Raw data →

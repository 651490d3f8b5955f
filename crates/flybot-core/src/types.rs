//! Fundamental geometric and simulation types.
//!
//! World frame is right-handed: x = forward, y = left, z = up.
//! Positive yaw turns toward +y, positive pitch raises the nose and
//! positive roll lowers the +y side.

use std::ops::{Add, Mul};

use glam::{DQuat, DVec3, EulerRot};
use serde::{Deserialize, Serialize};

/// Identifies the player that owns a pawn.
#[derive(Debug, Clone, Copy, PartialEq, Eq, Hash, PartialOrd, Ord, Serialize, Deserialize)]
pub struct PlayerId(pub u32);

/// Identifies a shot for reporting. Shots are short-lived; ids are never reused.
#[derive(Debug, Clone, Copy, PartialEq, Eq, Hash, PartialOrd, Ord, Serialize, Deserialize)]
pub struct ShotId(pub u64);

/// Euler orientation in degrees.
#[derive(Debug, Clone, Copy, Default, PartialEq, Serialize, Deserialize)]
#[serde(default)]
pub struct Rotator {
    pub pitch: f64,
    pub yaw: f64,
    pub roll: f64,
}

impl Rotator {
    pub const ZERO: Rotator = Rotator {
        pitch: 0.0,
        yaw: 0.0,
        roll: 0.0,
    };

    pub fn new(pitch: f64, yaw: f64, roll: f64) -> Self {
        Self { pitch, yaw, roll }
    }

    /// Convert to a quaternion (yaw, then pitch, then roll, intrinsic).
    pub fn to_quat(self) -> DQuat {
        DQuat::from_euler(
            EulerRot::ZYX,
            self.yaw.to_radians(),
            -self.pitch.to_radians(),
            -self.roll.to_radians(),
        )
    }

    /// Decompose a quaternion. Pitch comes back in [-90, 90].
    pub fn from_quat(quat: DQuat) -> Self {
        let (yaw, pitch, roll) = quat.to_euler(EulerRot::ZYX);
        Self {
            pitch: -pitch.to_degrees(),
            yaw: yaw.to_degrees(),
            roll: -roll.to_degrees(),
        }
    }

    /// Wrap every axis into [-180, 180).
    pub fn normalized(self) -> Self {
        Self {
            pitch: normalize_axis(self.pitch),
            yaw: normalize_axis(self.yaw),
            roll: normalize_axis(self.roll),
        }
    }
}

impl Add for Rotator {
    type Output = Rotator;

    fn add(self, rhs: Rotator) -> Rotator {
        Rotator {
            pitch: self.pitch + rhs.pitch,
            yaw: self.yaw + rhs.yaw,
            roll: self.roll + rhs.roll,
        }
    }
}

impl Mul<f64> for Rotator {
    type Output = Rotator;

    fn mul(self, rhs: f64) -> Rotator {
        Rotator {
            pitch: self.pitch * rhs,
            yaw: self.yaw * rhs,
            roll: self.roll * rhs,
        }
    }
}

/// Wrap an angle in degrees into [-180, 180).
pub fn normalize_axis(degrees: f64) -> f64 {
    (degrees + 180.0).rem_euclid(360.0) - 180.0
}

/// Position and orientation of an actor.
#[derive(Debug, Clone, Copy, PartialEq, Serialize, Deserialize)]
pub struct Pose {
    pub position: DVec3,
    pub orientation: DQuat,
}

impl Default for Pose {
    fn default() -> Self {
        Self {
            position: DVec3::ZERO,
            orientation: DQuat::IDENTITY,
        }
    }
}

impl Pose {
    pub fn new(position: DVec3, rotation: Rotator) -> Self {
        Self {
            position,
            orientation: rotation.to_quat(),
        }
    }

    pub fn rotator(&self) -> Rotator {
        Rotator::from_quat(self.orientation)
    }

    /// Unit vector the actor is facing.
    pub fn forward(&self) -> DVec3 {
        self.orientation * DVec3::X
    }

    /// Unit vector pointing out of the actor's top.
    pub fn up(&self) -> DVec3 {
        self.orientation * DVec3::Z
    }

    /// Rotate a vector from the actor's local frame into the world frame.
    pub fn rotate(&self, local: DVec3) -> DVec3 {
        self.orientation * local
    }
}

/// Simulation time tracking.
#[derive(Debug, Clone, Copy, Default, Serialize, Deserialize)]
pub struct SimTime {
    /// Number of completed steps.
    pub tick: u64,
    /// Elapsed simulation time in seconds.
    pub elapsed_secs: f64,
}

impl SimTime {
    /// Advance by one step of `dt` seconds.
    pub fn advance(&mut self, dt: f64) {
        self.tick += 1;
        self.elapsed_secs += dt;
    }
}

==

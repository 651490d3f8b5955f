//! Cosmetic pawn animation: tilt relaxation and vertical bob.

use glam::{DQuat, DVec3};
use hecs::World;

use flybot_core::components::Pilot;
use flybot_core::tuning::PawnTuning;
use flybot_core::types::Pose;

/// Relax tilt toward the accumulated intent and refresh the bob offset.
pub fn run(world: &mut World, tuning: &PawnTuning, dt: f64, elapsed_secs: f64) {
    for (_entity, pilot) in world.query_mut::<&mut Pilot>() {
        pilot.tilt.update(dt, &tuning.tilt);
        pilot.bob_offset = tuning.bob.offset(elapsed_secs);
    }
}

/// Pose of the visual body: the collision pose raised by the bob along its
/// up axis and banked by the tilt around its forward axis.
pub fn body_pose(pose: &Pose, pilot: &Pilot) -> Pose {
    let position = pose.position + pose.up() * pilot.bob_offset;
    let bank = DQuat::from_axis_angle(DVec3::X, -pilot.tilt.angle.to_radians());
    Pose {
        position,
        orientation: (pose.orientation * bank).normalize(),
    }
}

--

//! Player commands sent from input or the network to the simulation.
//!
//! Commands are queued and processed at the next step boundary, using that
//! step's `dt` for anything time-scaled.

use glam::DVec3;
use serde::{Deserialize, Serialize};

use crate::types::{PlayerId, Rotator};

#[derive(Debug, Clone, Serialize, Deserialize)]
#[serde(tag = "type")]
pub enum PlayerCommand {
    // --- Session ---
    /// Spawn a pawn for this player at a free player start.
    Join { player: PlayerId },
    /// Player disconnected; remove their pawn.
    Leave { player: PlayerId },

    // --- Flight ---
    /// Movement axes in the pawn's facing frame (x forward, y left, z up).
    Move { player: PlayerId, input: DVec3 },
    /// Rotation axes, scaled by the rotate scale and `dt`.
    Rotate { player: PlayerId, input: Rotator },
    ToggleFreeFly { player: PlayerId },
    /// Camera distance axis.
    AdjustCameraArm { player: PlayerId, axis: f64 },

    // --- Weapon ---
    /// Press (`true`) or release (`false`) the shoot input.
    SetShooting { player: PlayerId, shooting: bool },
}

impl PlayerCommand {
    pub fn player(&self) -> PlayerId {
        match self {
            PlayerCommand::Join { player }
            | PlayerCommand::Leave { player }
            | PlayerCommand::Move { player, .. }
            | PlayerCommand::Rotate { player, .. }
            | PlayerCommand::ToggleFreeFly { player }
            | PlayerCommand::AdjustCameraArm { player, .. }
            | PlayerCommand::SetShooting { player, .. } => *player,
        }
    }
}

Your goal → Search the listing above for "types" and copy every line that holds it.

Answer space →
filename crates/flybot-core/src/types.rs
//! Fundamental geometric and simulation types.
use flybot_core::types::Pose;
use crate::types::{PlayerId, Rotator};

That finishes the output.